START Records provided
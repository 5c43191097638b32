//! Wire messages.
//!
//! Every frame is a JSON object with an `event` tag, an optional
//! `destination` code and an event-specific `data` payload.

use crate::codes::{Destination, OriginCode, ShareCode};
use serde::{Deserialize, Serialize};
use serde_json::Value;

pub const HEARTBEAT: &str = "HEARTBEAT";
pub const REQUEST_SHARE_CODE: &str = "REQUEST_SHARE_CODE";
/// Spelling still sent by older web clients
pub const REQUEST_SHARE_CODE_LEGACY: &str = "REQUIST_SHARE_CODE";
pub const CONNECTION_REQUEST: &str = "CONNECTION_REQUEST";
pub const CONNECTION_ACCEPT: &str = "CONNECTION_ACCEPT";
pub const FILE_CHUNK: &str = "FILE_CHUNK";

#[derive(Debug, Deserialize)]
struct Envelope {
    event: String,
    #[serde(default)]
    destination: Option<Destination>,
    #[serde(default, deserialize_with = "present")]
    data: Option<Value>,
}

/// `"data": null` is kept as `Some(Null)`; only a missing key is `None`
fn present<'de, D>(deserializer: D) -> Result<Option<Value>, D::Error>
where
    D: serde::Deserializer<'de>,
{
    Value::deserialize(deserializer).map(Some)
}

/// One chunk of a file on its way to a destination.
///
/// The payload is relayed untouched; reassembly is the receiver's job.
#[derive(Debug, Clone, PartialEq, Serialize, Deserialize)]
#[serde(rename_all = "camelCase")]
pub struct FileChunk {
    #[serde(default)]
    pub chunk: Value,
    pub chunk_index: u64,
    pub total_chunks: u64,
    #[serde(default)]
    pub file_name: String,
}

#[derive(Debug, Default, Deserialize)]
struct AcceptData {
    #[serde(default)]
    files: Option<Vec<Value>>,
}

/// A parsed client frame
#[derive(Debug, Clone, PartialEq)]
pub enum InboundEvent {
    Heartbeat,
    RequestShareCode,
    ConnectionRequest {
        destination: Option<Destination>,
    },
    ConnectionAccept {
        destination: Option<OriginCode>,
        files: Vec<Value>,
    },
    FileChunk {
        destination: Option<OriginCode>,
        chunk: FileChunk,
    },
    /// Anything else: forwarded to the destination as-is
    Relay {
        event: String,
        destination: Option<OriginCode>,
        data: Option<Value>,
    },
}

impl InboundEvent {
    /// Parse a text frame. Errors mean the frame is malformed and should be
    /// dropped.
    pub fn parse(text: &str) -> Result<Self, serde_json::Error> {
        let Envelope {
            event,
            destination,
            data,
        } = serde_json::from_str(text)?;

        let event = match event.as_str() {
            HEARTBEAT => Self::Heartbeat,
            REQUEST_SHARE_CODE | REQUEST_SHARE_CODE_LEGACY => Self::RequestShareCode,
            CONNECTION_REQUEST => Self::ConnectionRequest { destination },
            CONNECTION_ACCEPT => {
                let accept = match data {
                    Some(Value::Null) | None => AcceptData::default(),
                    Some(data) => serde_json::from_value(data)?,
                };
                Self::ConnectionAccept {
                    destination: destination.map(Destination::into_origin_code),
                    files: accept.files.unwrap_or_default(),
                }
            }
            FILE_CHUNK => Self::FileChunk {
                destination: destination.map(Destination::into_origin_code),
                chunk: serde_json::from_value(data.unwrap_or(Value::Null))?,
            },
            _ => Self::Relay {
                event,
                destination: destination.map(Destination::into_origin_code),
                data,
            },
        };
        Ok(event)
    }
}

#[derive(Debug, Clone, Serialize)]
pub struct HeartbeatData {
    pub timestamp: u64,
}

/// Reply to the party that sent a CONNECTION_REQUEST
#[derive(Debug, Clone, Serialize)]
pub struct PairingReply {
    // Key spelling is what deployed clients read
    #[serde(rename = "AssignedOriginCOde", skip_serializing_if = "Option::is_none")]
    pub assigned_origin_code: Option<OriginCode>,
    pub success: bool,
}

#[derive(Debug, Clone, Serialize)]
pub struct AcceptNotice {
    pub success: bool,
    pub files: Vec<Value>,
}

#[derive(Debug, Clone, Serialize)]
#[serde(rename_all = "camelCase")]
pub struct FileComplete {
    pub file_name: String,
}

/// Server-originated events
#[derive(Debug, Clone, Serialize)]
#[serde(tag = "event", rename_all = "SCREAMING_SNAKE_CASE")]
pub enum ServerEvent {
    Heartbeat {
        data: HeartbeatData,
    },
    ShareCode {
        data: ShareCode,
    },
    /// Both the ack to the requester (`data`) and the notice to the code
    /// owner (`origin`)
    ConnectionRequest {
        #[serde(skip_serializing_if = "Option::is_none")]
        origin: Option<OriginCode>,
        #[serde(skip_serializing_if = "Option::is_none")]
        data: Option<PairingReply>,
    },
    ConnectionAccept {
        origin: OriginCode,
        data: AcceptNotice,
    },
    FileChunk {
        data: FileChunk,
    },
    FileComplete {
        data: FileComplete,
    },
}

#[derive(Debug, Clone, Serialize)]
#[serde(untagged)]
pub enum ServerMessage {
    Event(ServerEvent),
    Relay {
        event: String,
        #[serde(skip_serializing_if = "Option::is_none")]
        data: Option<Value>,
    },
}

impl From<ServerEvent> for ServerMessage {
    fn from(event: ServerEvent) -> Self {
        Self::Event(event)
    }
}

impl ServerMessage {
    pub fn heartbeat(timestamp: u64) -> Self {
        ServerEvent::Heartbeat {
            data: HeartbeatData { timestamp },
        }
        .into()
    }

    pub fn share_code(code: ShareCode) -> Self {
        ServerEvent::ShareCode { data: code }.into()
    }

    pub fn pairing_accepted(assigned: OriginCode) -> Self {
        ServerEvent::ConnectionRequest {
            origin: None,
            data: Some(PairingReply {
                assigned_origin_code: Some(assigned),
                success: true,
            }),
        }
        .into()
    }

    pub fn pairing_refused() -> Self {
        ServerEvent::ConnectionRequest {
            origin: None,
            data: Some(PairingReply {
                assigned_origin_code: None,
                success: false,
            }),
        }
        .into()
    }

    pub fn pairing_notice(origin: OriginCode) -> Self {
        ServerEvent::ConnectionRequest {
            origin: Some(origin),
            data: None,
        }
        .into()
    }

    pub fn connection_accepted(origin: OriginCode, files: Vec<Value>) -> Self {
        ServerEvent::ConnectionAccept {
            origin,
            data: AcceptNotice {
                success: true,
                files,
            },
        }
        .into()
    }

    pub fn file_chunk(chunk: FileChunk) -> Self {
        ServerEvent::FileChunk { data: chunk }.into()
    }

    pub fn file_complete(file_name: String) -> Self {
        ServerEvent::FileComplete {
            data: FileComplete { file_name },
        }
        .into()
    }

    pub fn relay(event: String, data: Option<Value>) -> Self {
        Self::Relay { event, data }
    }
}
END Records provided
## What you need to do:
Return, exactly, the lines from the first line of the records above to the line containing "use serde_json::Value;", both included.

## Written response:
repository 5c43191097638b32
//! Wire messages.
//!
//! Every frame is a JSON object with an `event` tag, an optional
//! `destination` code and an event-specific `data` payload.

use crate::codes::{Destination, OriginCode, ShareCode};
use serde::{Deserialize, Serialize};
use serde_json::Value;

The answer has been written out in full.